The current should be the same. You didn't increase the gallons per hour just the location so in terms of actual force it's the same it's just circulating differently. Investigate the natural habitat of the fish and you will see many are used to fast flowing streams and rivers. 
 
A spray bar would also work. Before I did that though I would try lowering the return nozzle just a little or moving it to a different location like to the right or left corner. This will create a different flow pattern than having it in the middle. More of a steady rotation rather than a a random blow which is generally what's created by a center return. It comes from the center and hits the wall in front of it breaking it up. If the return is moved over to the far right or left (with the intake on the opposite side) it tends to create a flow the fish are more used to, flowing in one steady direction. 
 
Well, so far so good.
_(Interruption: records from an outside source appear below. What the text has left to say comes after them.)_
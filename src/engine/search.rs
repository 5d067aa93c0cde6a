//! Fixed-depth negamax search with alpha-beta pruning
//!
//! Each node clones the board, applies a candidate move, and recurses with
//! negated, swapped bounds. Search state lives entirely on the stack; a
//! search is a pure function of the input position and depth, so results
//! for Medium and Hard are deterministic. Easy skips the search and picks
//! uniformly from the legal moves through an injected random source.

use log::debug;
use rand::{Rng, RngExt};

use crate::core::board::Board;
use crate::core::moves::Move;
use crate::engine::eval::evaluate;
use crate::engine::movegen::legal_moves;

/// Score bound; forced mates are expressed relative to it
pub const INFINITY: i32 = 1_000_000;

/// AI strength selector
#[derive(Clone, Copy, PartialEq, Eq, Debug)]
pub enum Difficulty {
    /// Uniformly random legal move
    Easy,
    /// Depth-2 search
    Medium,
    /// Depth-4 search
    Hard,
}

impl Difficulty {
    /// Search depth in plies (Easy does not search)
    pub const fn depth(self) -> i32 {
        match self {
            Difficulty::Easy => 0,
            Difficulty::Medium => 2,
            Difficulty::Hard => 4,
        }
    }
}

/// Counters accumulated over one search call
#[derive(Clone, Copy, Debug, Default)]
pub struct SearchStats {
    pub nodes: u64,
}

/// Pick a move for the side to move, or `None` when no legal move exists
/// (checkmate or stalemate; callers disambiguate via `Board::is_in_check`).
///
/// The random source is only consulted at Easy difficulty; passing a seeded
/// generator makes that path reproducible.
pub fn best_move<R: Rng>(board: &Board, difficulty: Difficulty, rng: &mut R) -> Option<Move> {
    let mut moves = legal_moves(board);
    if moves.is_empty() {
        return None;
    }

    if difficulty == Difficulty::Easy {
        return Some(moves[rng.random_range(0..moves.len())]);
    }

    let depth = difficulty.depth();
    let mut stats = SearchStats::default();

    // Captures first. The sort is stable, so quiet moves keep their
    // generation order behind the captures.
    moves.sort_by_key(|mv| board.piece_at(mv.to).is_none());

    let mut best = None;
    let mut best_value = -INFINITY;
    let mut alpha = -INFINITY;
    let beta = INFINITY;

    for mv in moves {
        let mut next = board.clone();
        next.make_move(mv);
        let value = -negamax(&next, depth - 1, -beta, -alpha, &mut stats);

        if value > best_value {
            best_value = value;
            best = Some(mv);
        }
        alpha = alpha.max(best_value);
    }

    debug!(
        "search depth {} value {} nodes {}",
        depth, best_value, stats.nodes
    );
    best
}

/// Negamax with alpha-beta pruning.
///
/// Returns the value of the position for the side to move. Terminal nodes
/// with no legal moves score `-INFINITY + (100 - depth)` when in check, so
/// a mate found closer to the root outranks one found deeper, and 0 for
/// stalemate. Sibling exploration stops once `alpha >= beta`.
pub fn negamax(board: &Board, depth: i32, mut alpha: i32, beta: i32, stats: &mut SearchStats) -> i32 {
    stats.nodes += 1;
    if depth == 0 {
        return evaluate(board);
    }

    let moves = legal_moves(board);
    if moves.is_empty() {
        return if board.is_in_check(board.side_to_move) {
            -INFINITY + (100 - depth)
        } else {
            0
        };
    }

    let mut best_value = -INFINITY;
    for mv in moves {
        let mut next = board.clone();
        next.make_move(mv);
        let value = -negamax(&next, depth - 1, -beta, -alpha, stats);

        best_value = best_value.max(value);
        alpha = alpha.max(best_value);
        if alpha >= beta {
            break;
        }
    }
    best_value
}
Nobody's gasping. I moved the return nozzle off to one side which did help with the current. I couldn't quite get it into the right corner because of the versa-top, but I'm going to try it in the corner tonight without the top because the rasboras seem to be still having trouble with the current. All the tetras just swim below it, but the rasboras stay in the upper third of the tank mostly and instead of going to the other end of the tank where there's less current, they all just constantly swim into the current and look like they're just suspended in midair because they aren't making any progress swimming forward. Although maybe they like it because why would they keep doing it?
 
Thank you again for all the advice. I think if everything is still fine tonight, then oxygenation was definitely the issue and I'll call it problem solved. Last time, I did a large water change on Saturday afternoon and by Monday morning, the gasping had begun. That was only about a day and a half later.
 
Now to focus on healing my poor betta with dropsy :( This has been a stressful week fish-wise. Gasping fish tank, betta with dropsy, dwarf puffer has been refusing to eat and is now skin and bones. This is the most stressful hobby I've ever gotten myself into!
 
I've not had a betta with dropsy so someone else will probably be better able to help with that one.
 
I have had numerous dwarf puffers. They are not very competitive eaters against faster fish. The best hope for its health is to put it in a tank by itself, if it's not. Using a blood worm feeder is also a good idea for them, like the photo below, it's a little cone that you put the blood worms in. They come in different sizes and work best with live blood worms.
 
If you cannot put the puffer in a tank by itself or divide up the tank it is in then I suggest redoing the aquascape of one corner and put lots of tall plants (real or fake) in that corner so the puffer can use that to hide in and create a territory for itself. This is where you would put its food. The puffer is going to be weak and even less able to out compete other fish for resources so you have to do everything you can to make sure food gets by it. If you can get a hold of 20 or so pond snails that would be an excellent change for it to survive as it will eat them and the other fish won't.